◆ TO DO ◆
Go through the data and retrieve each line that includes the string "SessionReminder".
SUPPLIED DATA: Begin
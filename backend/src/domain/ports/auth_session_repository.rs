//! Port for bearer token records.
use async_trait::async_trait;

use crate::domain::{AuthSession, TokenDigest, UserId};

use super::define_port_error;

define_port_error! {
    /// Errors raised by token stores.
    pub enum AuthSessionRepositoryError {
        Connection { message: String } => "token store connection failed: {message}",
        Query { message: String } => "token store query failed: {message}",
    }
}

/// Stores token digests; raw tokens never reach this port.
#[cfg_attr(test, mockall::automock)]
#[async_trait]
pub trait AuthSessionRepository: Send + Sync {
    async fn insert(&self, session: &AuthSession) -> Result<(), AuthSessionRepositoryError>;

    async fn find(
        &self,
        digest: &TokenDigest,
    ) -> Result<Option<AuthSession>, AuthSessionRepositoryError>;

    /// Mark a token revoked. Unknown digests are ignored.
    async fn revoke(&self, digest: &TokenDigest) -> Result<(), AuthSessionRepositoryError>;

    /// Revoke every live token of the user except `keep`; returns how many
    /// were revoked.
    async fn revoke_others(
        &self,
        user_id: &UserId,
        keep: &TokenDigest,
    ) -> Result<u64, AuthSessionRepositoryError>;
}
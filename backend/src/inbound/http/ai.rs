//! AI assistance handlers.
//!
//! Provider failures still answer 200; the body carries `response: null`
//! and the recorded `error`.

use actix_web::{get, post, web};
use chrono::{DateTime, Utc};
use serde::{Deserialize, Serialize};
use utoipa::ToSchema;
use uuid::Uuid;

use crate::domain::{AiKind, AiResponse, Error};
use crate::inbound::http::ApiResult;
use crate::inbound::http::auth::Authenticated;
use crate::inbound::http::state::HttpState;
use crate::inbound::http::validation::{FieldName, parse_uuid};

#[derive(Debug, Default, Deserialize, Serialize, ToSchema)]
#[serde(rename_all = "camelCase")]
pub struct RecommendationsRequest {
    #[schema(example = "Prepare for a systems programming interview")]
    pub goals: Option<String>,
}

#[derive(Debug, Deserialize, Serialize, ToSchema)]
#[serde(rename_all = "camelCase")]
pub struct AskRequest {
    pub question: String,
}

#[derive(Debug, Serialize, ToSchema)]
#[serde(rename_all = "camelCase")]
pub struct AiResponseBody {
    pub id: Uuid,
    pub kind: AiKind,
    pub model: String,
    pub prompt: String,
    pub response: Option<String>,
    pub error: Option<String>,
    pub created_at: DateTime<Utc>,
}

impl From<AiResponse> for AiResponseBody {
    fn from(value: AiResponse) -> Self {
        Self {
            id: value.id,
            kind: value.kind,
            model: value.model,
            prompt: value.prompt,
            response: value.response,
            error: value.error,
            created_at: value.created_at,
        }
    }
}

/// Summarise a completed session for one of its participants.
#[utoipa::path(
    post,
    path = "/api/v1/ai/bookings/{id}/summary",
    params(("id" = String, Path, description = "Booking identifier")),
    responses(
        (status = 200, description = "Summary or recorded failure", body = AiResponseBody),
        (status = 400, description = "Booking is not completed", body = Error),
        (status = 404, description = "Unknown or not visible", body = Error)
    ),
    tags = ["ai"],
    operation_id = "sessionSummary"
)]
#[post("/ai/bookings/{id}/summary")]
pub async fn session_summary(
    state: web::Data<HttpState>,
    caller: Authenticated,
    path: web::Path<String>,
) -> ApiResult<web::Json<AiResponseBody>> {
    let booking_id = parse_uuid(path.into_inner(), FieldName::new("id"))?;
    let response = state.ai.session_summary(&caller.actor, &booking_id).await?;
    Ok(web::Json(response.into()))
}

/// Mentor recommendations for a learner.
#[utoipa::path(
    post,
    path = "/api/v1/ai/recommendations",
    request_body(content = RecommendationsRequest, content_type = "application/json"),
    responses(
        (status = 200, description = "Recommendations or recorded failure", body = AiResponseBody),
        (status = 403, description = "Learners only", body = Error)
    ),
    tags = ["ai"],
    operation_id = "recommendations"
)]
#[post("/ai/recommendations")]
pub async fn recommendations(
    state: web::Data<HttpState>,
    caller: Authenticated,
    payload: Option<web::Json<RecommendationsRequest>>,
) -> ApiResult<web::Json<AiResponseBody>> {
    let goals = payload.and_then(|body| body.into_inner().goals);
    let response = state.ai.recommendations(&caller.actor, goals).await?;
    Ok(web::Json(response.into()))
}

#[utoipa::path(
    post,
    path = "/api/v1/ai/ask",
    request_body = AskRequest,
    responses(
        (status = 200, description = "Answer or recorded failure", body = AiResponseBody),
        (status = 400, description = "Empty or too long", body = Error)
    ),
    tags = ["ai"],
    operation_id = "ask"
)]
#[post("/ai/ask")]
pub async fn ask(
    state: web::Data<HttpState>,
    caller: Authenticated,
    payload: web::Json<AskRequest>,
) -> ApiResult<web::Json<AiResponseBody>> {
    let response = state.ai.ask(&caller.actor, &payload.question).await?;
    Ok(web::Json(response.into()))
}

#[utoipa::path(
    get,
    path = "/api/v1/ai/responses",
    responses((status = 200, description = "Caller's AI log, newest first", body = [AiResponseBody])),
    tags = ["ai"],
    operation_id = "aiResponses"
)]
#[get("/ai/responses")]
pub async fn history(
    state: web::Data<HttpState>,
    caller: Authenticated,
) -> ApiResult<web::Json<Vec<AiResponseBody>>> {
    let responses = state.ai.history(&caller.actor).await?;
    Ok(web::Json(
        responses.into_iter().map(AiResponseBody::from).collect(),
    ))
}
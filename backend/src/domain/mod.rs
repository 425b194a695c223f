//! Domain primitives, aggregates and services.
//!
//! Purpose: define strongly typed entities for the mentoring marketplace and
//! the services implementing the driving ports in [`ports`]. Nothing here
//! depends on HTTP or Diesel; adapters convert at the boundary.
//!
//! Public surface:
//! - Error (alias to `error::Error`): API error response payload.
//! - User, Booking, AvailabilitySlot, Review, ChatMessage, Notification and
//!   the value types that validate them.
//! - Service implementations such as [`BookingWorkflow`] and [`Accounts`].

pub mod ai;
pub mod analytics;
pub mod auth;
pub mod availability;
pub mod badge;
pub mod booking;
pub mod calendar;
pub mod chat;
pub mod dashboard;
pub mod error;
pub mod notification;
pub mod page_key;
pub mod ports;
pub mod review;
pub mod search;
pub mod skill;
pub mod trace_id;
pub mod two_factor;
pub mod user;
pub mod webhook;

mod access;
mod repository_errors;

mod account_service;
mod ai_service;
mod analytics_service;
mod availability_service;
mod badge_service;
mod booking_service;
mod chat_service;
mod dashboard_service;
mod notification_service;
mod review_service;
mod search_service;
mod skill_service;
mod two_factor_service;
mod webhook_service;

pub use self::ai::{
    AiKind, AiResponse, MentorCandidate, QUESTION_MAX, QuestionValidationError, SYSTEM_PROMPT,
    UnknownAiKind, question_prompt, recommendations_prompt, session_summary_prompt,
    validate_question,
};
pub use self::auth::{
    AuthSession, BearerToken, CredentialsValidationError, LoginCredentials, PASSWORD_MAX,
    PASSWORD_MIN, Password, PasswordHash, PasswordHashError, TokenDigest,
};
pub use self::analytics::{
    AnalyticsPeriod, AnalyticsValidationError, DailyGrowth, DailySessions, MentorPricing,
    PlatformAnalytics, PlatformFacts, SessionStatistics, SkillAnalytics, SkillDemand, SkillRanking,
    UserStatistics, TOP_SKILLS_LIMIT,
};
pub use self::availability::{
    AvailabilityException, AvailabilitySettings, AvailabilitySlot, AvailabilityValidationError,
    BREAK_MINUTES_RANGE, CandidateFilter, Interval, MAX_GENERATION_SPAN_DAYS,
    SESSION_MINUTES_RANGE, SessionLayout, SlotGenerationPlan, WeeklyRule, WeeklyWindow,
    filter_candidates, resolve_local, weekday_from_index, weekday_index,
};
pub use self::badge::{
    Badge, BadgeCategory, BadgeProgress, BadgeRequirement, CATALOGUE, EarnedBadge, find_badge,
    newly_earned,
};
pub use self::booking::{
    BOOKING_TEXT_MAX, Booking, BookingFilter, BookingScope, BookingStatus,
    BookingTransitionError, CANCELLATION_CUTOFF_HOURS, RATING_RANGE, UnknownBookingStatus,
    session_price_cents,
};
pub use self::calendar::{CalendarEntry, escape_text, is_exportable, quote_param, render_calendar};
pub use self::chat::{
    ChatEvent, ChatMessage, ChatRoom, ChatValidationError, MESSAGE_MAX, MessageContent,
    ParticipantPair,
};
pub use self::dashboard::{
    AdminDashboard, Dashboard, LearnerDashboard, MentorDashboard, UPCOMING_LIMIT, format_hours,
    month_start, status_counts, upcoming, week_start,
};
pub use self::error::{Error, ErrorCode, ErrorValidationError};
pub use self::notification::{
    Notification, NotificationDraft, NotificationKind, NotificationStats,
    UnknownNotificationKind,
};
pub use self::page_key::PageKey;
pub use self::review::{
    MentorRating, REVIEW_TEXT_MAX, Review, ReviewRatings, ReviewValidationError,
    validate_review_text,
};
pub use self::search::{
    AvailabilityWindow, MentorCard, MentorSearchQuery, SearchValidationError, sort_cards,
};
pub use self::skill::{
    MentorSkill, PROFICIENCY_RANGE, SKILL_NAME_MAX, Skill, SkillValidationError, slugify,
    validate_proficiency,
};
pub use self::trace_id::{TRACE_ID_HEADER, TraceId};
pub use self::two_factor::{
    BACKUP_CODE_COUNT, CHALLENGE_MAX_ATTEMPTS, CHALLENGE_TTL_MINUTES, FactorKind, LoginChallenge,
    SecondFactor, TOTP_DIGITS, TOTP_ISSUER, TOTP_PERIOD_SECONDS, TotpSecret, TwoFactorEnrolment,
    TwoFactorSettings, TwoFactorStatus, TwoFactorValidationError, totp_step,
};
pub use self::user::{
    Actor, BIO_MAX, DISPLAY_NAME_MAX, DisplayName, EMAIL_MAX, Email, ProfileUpdate, Role, Timezone,
    User, UserId, UserValidationError, validate_bio, validate_hourly_rate,
};
pub use self::webhook::{
    EVENT_ID_MAX, EVENT_TYPE_MAX, UNKNOWN_EVENT_TYPE, WebhookEvent, WebhookRecordOutcome,
    WebhookSecrets, WebhookSecretsError, sign, verify_signature,
};

pub use self::account_service::Accounts;
pub use self::ai_service::Assistant;
pub use self::analytics_service::Analytics;
pub use self::availability_service::AvailabilityPlanner;
pub use self::badge_service::BadgeAwards;
pub use self::booking_service::{BookingWorkflow, BookingWorkflowPorts};
pub use self::chat_service::ChatRooms;
pub use self::dashboard_service::Dashboards;
pub use self::notification_service::{Notifier, NotificationInbox, ReminderRun, send_reminders};
pub use self::review_service::Reviews;
pub use self::search_service::MentorSearch;
pub use self::skill_service::SkillCatalogue;
pub use self::two_factor_service::TwoFactor;
pub use self::webhook_service::WebhookReceiver;

/// Convenient API result alias.
///
/// # Examples
/// ```
/// use actix_web::HttpResponse;
/// use mentorship::domain::{ApiResult, Error};
///
/// fn handler() -> ApiResult<HttpResponse> {
///     Err(Error::forbidden("nope"))
/// }
/// ```
pub type ApiResult<T> = Result<T, Error>;
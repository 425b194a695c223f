//! Port for the language-model call log.
use async_trait::async_trait;

use crate::domain::{AiResponse, UserId};

use super::define_port_error;

define_port_error! {
    /// Errors raised by AI response log adapters.
    pub enum AiResponseRepositoryError {
        Connection { message: String } => "AI response log connection failed: {message}",
        Query { message: String } => "AI response log query failed: {message}",
    }
}

#[cfg_attr(test, mockall::automock)]
#[async_trait]
pub trait AiResponseRepository: Send + Sync {
    async fn insert(&self, response: &AiResponse) -> Result<(), AiResponseRepositoryError>;

    /// A user's log, newest first.
    async fn for_user(&self, user_id: &UserId) -> Result<Vec<AiResponse>, AiResponseRepositoryError>;
}
//! In-app notifications.

use std::collections::BTreeMap;
use std::fmt;
use std::str::FromStr;

use chrono::{DateTime, Utc};
use serde::{Deserialize, Serialize};
use serde_json::Value;
use utoipa::ToSchema;
use uuid::Uuid;

use super::UserId;

/// What a notification is about.
#[derive(
    Debug, Clone, Copy, PartialEq, Eq, Hash, PartialOrd, Ord, Serialize, Deserialize, ToSchema,
)]
#[serde(rename_all = "snake_case")]
pub enum NotificationKind {
    BookingRequest,
    BookingConfirmed,
    BookingDeclined,
    BookingCancelled,
    BookingCompleted,
    SessionReminder,
    FeedbackReceived,
    ReviewReceived,
    BadgeEarned,
    General,
}

impl NotificationKind {
    pub const ALL: [Self; 10] = [
        Self::BookingRequest,
        Self::BookingConfirmed,
        Self::BookingDeclined,
        Self::BookingCancelled,
        Self::BookingCompleted,
        Self::SessionReminder,
        Self::FeedbackReceived,
        Self::ReviewReceived,
        Self::BadgeEarned,
        Self::General,
    ];

    #[must_use]
    pub const fn as_str(self) -> &'static str {
        match self {
            Self::BookingRequest => "booking_request",
            Self::BookingConfirmed => "booking_confirmed",
            Self::BookingDeclined => "booking_declined",
            Self::BookingCancelled => "booking_cancelled",
            Self::BookingCompleted => "booking_completed",
            Self::SessionReminder => "session_reminder",
            Self::FeedbackReceived => "feedback_received",
            Self::ReviewReceived => "review_received",
            Self::BadgeEarned => "badge_earned",
            Self::General => "general",
        }
    }
}

impl fmt::Display for NotificationKind {
    fn fmt(&self, f: &mut fmt::Formatter<'_>) -> fmt::Result {
        f.write_str(self.as_str())
    }
}

/// Raised when a stored kind is not recognised.
#[derive(Debug, Clone, PartialEq, Eq, thiserror::Error)]
#[error("unknown notification kind: {value}")]
pub struct UnknownNotificationKind {
    pub value: String,
}

impl FromStr for NotificationKind {
    type Err = UnknownNotificationKind;

    fn from_str(value: &str) -> Result<Self, Self::Err> {
        Self::ALL
            .into_iter()
            .find(|kind| kind.as_str() == value)
            .ok_or_else(|| UnknownNotificationKind {
                value: value.to_owned(),
            })
    }
}

/// Stored notification.
#[derive(Debug, Clone, PartialEq)]
pub struct Notification {
    pub id: Uuid,
    pub user_id: UserId,
    pub kind: NotificationKind,
    pub title: String,
    pub message: String,
    pub payload: Value,
    pub is_read: bool,
    pub created_at: DateTime<Utc>,
}

/// Notification about to be delivered.
#[derive(Debug, Clone, PartialEq)]
pub struct NotificationDraft {
    pub user_id: UserId,
    pub kind: NotificationKind,
    pub title: String,
    pub message: String,
    pub payload: Value,
}

impl NotificationDraft {
    #[must_use]
    pub fn new(
        user_id: UserId,
        kind: NotificationKind,
        title: impl Into<String>,
        message: impl Into<String>,
        payload: Value,
    ) -> Self {
        Self {
            user_id,
            kind,
            title: title.into(),
            message: message.into(),
            payload,
        }
    }

    /// Materialise the draft as an unread notification.
    #[must_use]
    pub fn into_notification(self, id: Uuid, now: DateTime<Utc>) -> Notification {
        Notification {
            id,
            user_id: self.user_id,
            kind: self.kind,
            title: self.title,
            message: self.message,
            payload: self.payload,
            is_read: false,
            created_at: now,
        }
    }
}

/// Per-user counters.
#[derive(Debug, Clone, Default, PartialEq, Eq)]
pub struct NotificationStats {
    pub total: u64,
    pub unread: u64,
    pub by_kind: BTreeMap<NotificationKind, u64>,
}

impl NotificationStats {
    /// Tally an iterator of notifications.
    #[must_use]
    pub fn tally<'a>(notifications: impl IntoIterator<Item = &'a Notification>) -> Self {
        notifications
            .into_iter()
            .fold(Self::default(), |mut stats, notification| {
                stats.total += 1;
                if !notification.is_read {
                    stats.unread += 1;
                }
                *stats.by_kind.entry(notification.kind).or_default() += 1;
                stats
            })
    }
}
SUPPLIED DATA: End
◆ TASK SOLUTION ◆
    SessionReminder,
        Self::SessionReminder,
            Self::SessionReminder => "session_reminder",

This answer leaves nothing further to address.